Secure Database

I'm not aware of any existing item with this particular design goal. The best you will get is a DBMS with reasonably good built-in security. Most of the 'NoSQL' DBMS applications don't offer anything particularly special in security. Traditional database management systems often have quite rich security models and security on this type of system is a mature and well understood discipline.

If you want something to put behind a secure web application, you really have no choice but to design the application with security in mind - traditional database security (e.g. mediate all write access through sprocs with no direct write access to tables) is the best you are likely to get. Don't forget to have a separate DBMS server and firewall access to the machine appropriately.

If you are worried about physical security of the server, many DBMS platforms have options for physically encrypted data (e.g. PostgreSQL). Some operating systems will also support encrypted file systems and certain disks also support physical encryption. Note that key recovery will still negate the encryption - if the key is physically present on the DBMS server a technically savvy hacker may well be able to recover it.

In order to design the security and evaluate what architecture is appropriate you will really have to come up with a threat evalutaion to get some idea of what you are securing against. Some scenarios might be:

• If you want to secure an internal system from prying eyes then appropriate user/role security on a DBMS platform is probably adequate.

• If you want to secure a web application then you can get some incremental security by adding a secured transaction layer through sprocs. This restricts database writes to explictly supported transactions - for example, if an intruder wanted to erase an audit trail they would have to compromise both application and database security to erase entries from the audit tables. However, the intruder can still execute any valid transaction.

• If you have issues with physical security you could possibly try encryption at the disk level. An entry level SAN might also help with this as the disks can only be accessed through the SAN controller. This requres that the thief compromise the SAN controller's security or reverse engineer its internal partition format. Some SANs also offer physical disk encryption.

Bear in mind that most DBMS platforms in widespread use have been used for web applications and have a degree of maturity in this space. None were designed specifically to be hardened, but most (open-source ones in particular) have been used in web applications for the better part of 15 years. In this space, application security is really the weak link.
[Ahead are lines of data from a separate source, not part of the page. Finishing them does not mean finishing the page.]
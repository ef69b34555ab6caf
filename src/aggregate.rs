// ============================================================================
// Agrégations du dashboard
// ============================================================================
// Compte les items par catégorie et somme les montants par bucket temporel
// (jour de semaine, semaine, mois) pour les cartes et le graphique.
//
// CONCEPT : Buckets fixes ancrés sur "maintenant"
// - Tous les buckets sont initialisés à zéro AVANT d'accumuler
// - Un item hors fenêtre est ignoré
// - Tout est calculé en UTC
// ============================================================================

use std::collections::BTreeMap;

use chrono::{DateTime, Datelike, Duration, NaiveDate, Utc};

use crate::models::{
    KycDocument, KycStatus, Record, Transaction, TransactionKind, TransactionStatus, User,
    Withdrawal, WithdrawalStatus,
};

/// Labels des jours de la semaine ISO (lundi en premier)
const WEEKDAY_LABELS: [&str; 7] = ["Mon", "Tue", "Wed", "Thu", "Fri", "Sat", "Sun"];

/// Nombre de semaines glissantes du mode Weekly
const WEEKS: i64 = 4;

/// Nombre de mois calendaires du mode Monthly
const MONTHS: i32 = 6;

/// Découpage temporel des montants
#[derive(Debug, Clone, Copy, PartialEq, Eq, Default)]
pub enum Bucketing {
    /// Les 7 jours de la semaine ISO contenant `now`
    #[default]
    Daily,
    /// Les 4 dernières fenêtres de 7 jours se terminant à `now`
    Weekly,
    /// Les 6 derniers mois calendaires, mois courant inclus
    Monthly,
}

impl Bucketing {
    pub fn next(&self) -> Bucketing {
        match self {
            Bucketing::Daily => Bucketing::Weekly,
            Bucketing::Weekly => Bucketing::Monthly,
            Bucketing::Monthly => Bucketing::Daily,
        }
    }

    pub fn label(&self) -> &'static str {
        match self {
            Bucketing::Daily => "this week",
            Bucketing::Weekly => "last 4 weeks",
            Bucketing::Monthly => "last 6 months",
        }
    }

    /// Labels des buckets, dans l'ordre chronologique
    pub fn labels(&self, now: DateTime<Utc>) -> Vec<String> {
        match self {
            Bucketing::Daily => WEEKDAY_LABELS.iter().map(|l| l.to_string()).collect(),
            Bucketing::Weekly => (0..WEEKS)
                .map(|i| {
                    let ago = WEEKS - 1 - i;
                    if ago == 0 {
                        "This week".to_string()
                    } else {
                        format!("W-{}", ago)
                    }
                })
                .collect(),
            Bucketing::Monthly => (0..MONTHS)
                .map(|i| {
                    let (year, month) = shift_month(now.year(), now.month(), MONTHS - 1 - i);
                    NaiveDate::from_ymd_opt(year, month, 1)
                        .map(|d| d.format("%b").to_string())
                        .unwrap_or_default()
                })
                .collect(),
        }
    }

    /// Index du bucket d'un timestamp, None s'il est hors fenêtre
    pub fn bucket_index(&self, at: DateTime<Utc>, now: DateTime<Utc>) -> Option<usize> {
        match self {
            Bucketing::Daily => {
                let today = now.date_naive();
                let monday = today - Duration::days(today.weekday().num_days_from_monday() as i64);
                let offset = (at.date_naive() - monday).num_days();
                (0..7).contains(&offset).then_some(offset as usize)
            }
            Bucketing::Weekly => {
                let age = now - at;
                if age < Duration::zero() || age >= Duration::weeks(WEEKS) {
                    return None;
                }
                let weeks_ago = age.num_weeks();
                Some((WEEKS - 1 - weeks_ago) as usize)
            }
            Bucketing::Monthly => {
                let now_index = now.year() * 12 + now.month0() as i32;
                let at_index = at.year() * 12 + at.month0() as i32;
                let months_ago = now_index - at_index;
                (0..MONTHS)
                    .contains(&months_ago)
                    .then_some((MONTHS - 1 - months_ago) as usize)
            }
        }
    }

    pub fn len(&self) -> usize {
        match self {
            Bucketing::Daily => 7,
            Bucketing::Weekly => WEEKS as usize,
            Bucketing::Monthly => MONTHS as usize,
        }
    }
}

/// Recule de `back` mois à partir de (year, month)
fn shift_month(year: i32, month: u32, back: i32) -> (i32, u32) {
    let index = year * 12 + month as i32 - 1 - back;
    (index.div_euclid(12), index.rem_euclid(12) as u32 + 1)
}

/// Un bucket du graphique
#[derive(Debug, Clone, PartialEq)]
pub struct Bucket {
    pub label: String,
    pub total: f64,
}

/// Somme les montants des items retenus par `predicate`, par bucket
pub fn sum_by_bucket<T, P>(
    items: &[T],
    predicate: P,
    bucketing: Bucketing,
    now: DateTime<Utc>,
) -> Vec<Bucket>
where
    T: Record,
    P: Fn(&T) -> bool,
{
    let mut buckets: Vec<Bucket> = bucketing
        .labels(now)
        .into_iter()
        .map(|label| Bucket { label, total: 0.0 })
        .collect();

    for item in items.iter().filter(|item| predicate(*item)) {
        if let Some(index) = bucketing.bucket_index(item.created_at(), now) {
            buckets[index].total += item.amount();
        }
    }

    buckets
}

/// Compte les items par clé (ordre alphabétique des clés)
pub fn count_by<T, K>(items: &[T], key: K) -> BTreeMap<String, usize>
where
    K: Fn(&T) -> String,
{
    let mut counts = BTreeMap::new();
    for item in items {
        *counts.entry(key(item)).or_insert(0) += 1;
    }
    counts
}

/// Compte par statut, en partant de zéro pour chaque statut connu
pub fn count_by_status<T: Record>(items: &[T], known: &[&str]) -> BTreeMap<String, usize> {
    let mut counts: BTreeMap<String, usize> = known.iter().map(|k| (k.to_string(), 0)).collect();
    for item in items {
        *counts.entry(item.status_key().to_string()).or_insert(0) += 1;
    }
    counts
}

/// Arrondi à 2 décimales pour l'affichage
pub fn round2(value: f64) -> f64 {
    (value * 100.0).round() / 100.0
}

// ============================================================================
// Résumé du dashboard
// ============================================================================

/// Chiffres des cartes du dashboard, calculés côté client
#[derive(Debug, Clone, Default, PartialEq)]
pub struct DashboardSummary {
    pub users_by_status: BTreeMap<String, usize>,
    pub plan_distribution: BTreeMap<String, usize>,
    pub transactions_by_type: BTreeMap<String, usize>,
    pub pending_withdrawals: usize,
    pub pending_withdrawal_amount: f64,
    pub pending_kyc: usize,
    pub total_deposits: f64,
    pub total_withdrawn: f64,
}

impl DashboardSummary {
    pub fn compute(
        users: &[User],
        transactions: &[Transaction],
        withdrawals: &[Withdrawal],
        kyc: &[KycDocument],
    ) -> Self {
        let pending: Vec<&Withdrawal> = withdrawals
            .iter()
            .filter(|w| w.status == WithdrawalStatus::Pending)
            .collect();

        let total_deposits = transactions
            .iter()
            .filter(|t| t.is_completed_deposit())
            .map(|t| t.amount)
            .sum::<f64>();

        let total_withdrawn = withdrawals
            .iter()
            .filter(|w| w.status == WithdrawalStatus::Approved)
            .map(|w| w.amount)
            .sum::<f64>();

        Self {
            users_by_status: count_by_status(users, &crate::models::UserStatus::keys()),
            plan_distribution: count_by(users, |u| u.plan_label().to_string()),
            transactions_by_type: count_by(transactions, |t| t.kind.as_str().to_string()),
            pending_withdrawals: pending.len(),
            pending_withdrawal_amount: round2(pending.iter().map(|w| w.amount).sum()),
            pending_kyc: kyc.iter().filter(|d| d.status == KycStatus::Pending).count(),
            total_deposits: round2(total_deposits),
            total_withdrawn: round2(total_withdrawn),
        }
    }
}

/// Montants des dépôts complétés, par bucket (graphique du dashboard)
pub fn deposit_buckets(
    transactions: &[Transaction],
    bucketing: Bucketing,
    now: DateTime<Utc>,
) -> Vec<Bucket> {
    sum_by_bucket(
        transactions,
        |t| t.kind == TransactionKind::Deposit && t.status == TransactionStatus::Completed,
        bucketing,
        now,
    )
}

// ============================================================================
// Tests unitaires
// ============================================================================

#[cfg(test)]
mod tests {
    use super::*;
    use chrono::TimeZone;
    use proptest::prelude::*;

    fn at(y: i32, m: u32, d: u32) -> DateTime<Utc> {
        Utc.with_ymd_and_hms(y, m, d, 10, 0, 0).unwrap()
    }

    fn tx(id: i64, kind: TransactionKind, amount: f64, when: DateTime<Utc>) -> Transaction {
        Transaction::new(id, kind, amount, TransactionStatus::Completed, when)
    }

    #[test]
    fn test_daily_deposit_buckets() {
        // 2026-10-19 est un lundi, 2026-10-20 un mardi
        let now = at(2026, 10, 21);
        let items = vec![
            tx(1, TransactionKind::Deposit, 100.0, at(2026, 10, 19)),
            tx(2, TransactionKind::Withdrawal, 50.0, at(2026, 10, 20)),
        ];

        let buckets = deposit_buckets(&items, Bucketing::Daily, now);
        let totals: Vec<f64> = buckets.iter().map(|b| b.total).collect();
        assert_eq!(totals, vec![100.0, 0.0, 0.0, 0.0, 0.0, 0.0, 0.0]);
        assert_eq!(buckets[0].label, "Mon");
        assert_eq!(buckets[1].label, "Tue");
    }

    #[test]
    fn test_daily_ignores_previous_week() {
        let now = at(2026, 10, 21);
        let items = vec![tx(1, TransactionKind::Deposit, 80.0, at(2026, 10, 18))];
        let buckets = deposit_buckets(&items, Bucketing::Daily, now);
        assert!(buckets.iter().all(|b| b.total == 0.0));
    }

    #[test]
    fn test_weekly_buckets() {
        let now = at(2026, 10, 21);
        let items = vec![
            tx(1, TransactionKind::Deposit, 10.0, at(2026, 10, 20)),
            tx(2, TransactionKind::Deposit, 20.0, at(2026, 10, 10)),
            tx(3, TransactionKind::Deposit, 40.0, at(2026, 9, 1)),
        ];
        let buckets = deposit_buckets(&items, Bucketing::Weekly, now);
        assert_eq!(buckets.len(), 4);
        assert_eq!(buckets[3].label, "This week");
        assert_eq!(buckets[3].total, 10.0);
        assert_eq!(buckets[2].total, 20.0);
        assert_eq!(buckets.iter().map(|b| b.total).sum::<f64>(), 30.0);
    }

    #[test]
    fn test_monthly_buckets_cross_year() {
        let now = at(2026, 2, 15);
        let items = vec![
            tx(1, TransactionKind::Deposit, 5.0, at(2025, 9, 3)),
            tx(2, TransactionKind::Deposit, 7.0, at(2026, 2, 1)),
            tx(3, TransactionKind::Deposit, 9.0, at(2025, 8, 31)),
        ];
        let buckets = deposit_buckets(&items, Bucketing::Monthly, now);
        let labels: Vec<&str> = buckets.iter().map(|b| b.label.as_str()).collect();
        assert_eq!(labels, vec!["Sep", "Oct", "Nov", "Dec", "Jan", "Feb"]);
        assert_eq!(buckets[0].total, 5.0);
        assert_eq!(buckets[5].total, 7.0);
    }

    #[test]
    fn test_count_by_status_starts_at_zero() {
        let users: Vec<User> = serde_json::from_str(
            r#"[{"id": 1, "status": "active", "plan": "Gold"},
                {"id": 2, "status": "active"},
                {"id": 3, "status": "blocked", "plan": "Gold"}]"#,
        )
        .unwrap();

        let summary = DashboardSummary::compute(&users, &[], &[], &[]);
        assert_eq!(summary.users_by_status["active"], 2);
        assert_eq!(summary.users_by_status["blocked"], 1);
        assert_eq!(summary.users_by_status["pending"], 0);
        assert_eq!(summary.plan_distribution["Gold"], 2);
        assert_eq!(summary.plan_distribution["none"], 1);
    }

    #[test]
    fn test_summary_withdrawals() {
        let withdrawals: Vec<Withdrawal> = serde_json::from_str(
            r#"[{"id": 1, "amount": "10.25", "status": "pending"},
                {"id": 2, "amount": 20, "status": "pending"},
                {"id": 3, "amount": 99, "status": "approved"}]"#,
        )
        .unwrap();

        let summary = DashboardSummary::compute(&[], &[], &withdrawals, &[]);
        assert_eq!(summary.pending_withdrawals, 2);
        assert_eq!(summary.pending_withdrawal_amount, 30.25);
        assert_eq!(summary.total_withdrawn, 99.0);
    }

    #[test]
    fn test_round2() {
        assert_eq!(round2(10.0 / 3.0), 3.33);
        assert_eq!(round2(2.349), 2.35);
    }

    proptest! {
        #[test]
        fn prop_bucket_sum_matches_window(
            specs in prop::collection::vec((0i64..120, 0u32..100_000, any::<bool>()), 0..50),
            mode in 0usize..3,
        ) {
            let now = at(2026, 10, 21);
            let bucketing = [Bucketing::Daily, Bucketing::Weekly, Bucketing::Monthly][mode];
            let items: Vec<Transaction> = specs
                .iter()
                .enumerate()
                .map(|(i, (days_ago, cents, deposit))| {
                    let kind = if *deposit { TransactionKind::Deposit } else { TransactionKind::Bonus };
                    tx(i as i64, kind, *cents as f64 / 100.0, now - Duration::days(*days_ago))
                })
                .collect();

            let buckets = deposit_buckets(&items, bucketing, now);
            let bucketed: f64 = buckets.iter().map(|b| b.total).sum();
            let expected: f64 = items
                .iter()
                .filter(|t| t.kind == TransactionKind::Deposit)
                .filter(|t| bucketing.bucket_index(t.created_at, now).is_some())
                .map(|t| t.amount)
                .sum();

            prop_assert_eq!(buckets.len(), bucketing.len());
            prop_assert!((bucketed - expected).abs() < 1e-6);
        }
    }
}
Full disclosure: I work on the Sybase SQL Anywhere engineering team. I'm actually responsible for many of the security features. I'm trying to answer the question without making the answer sound like an advertisement.

Sybase SQL Anywhere is a lightweight RDBMS which includes all your standard RDBMS features like stored procedures, triggers, row-level locking, etc. as well as your standard security features like users, groups, and object (table, procedure, etc.) permissions. It also contains many advanced security features including strong (AES) database encryption and SSL/HTTPS communications encryption. There is a FIPS-approved encryption component available, and it has achieved Common Criteria certification (look for Adaptive Server Anywhere) at the EAL3+ level.

I do have to say that SQL Anywhere was not designed with security as its primary focus; I'm not aware of any database product that was.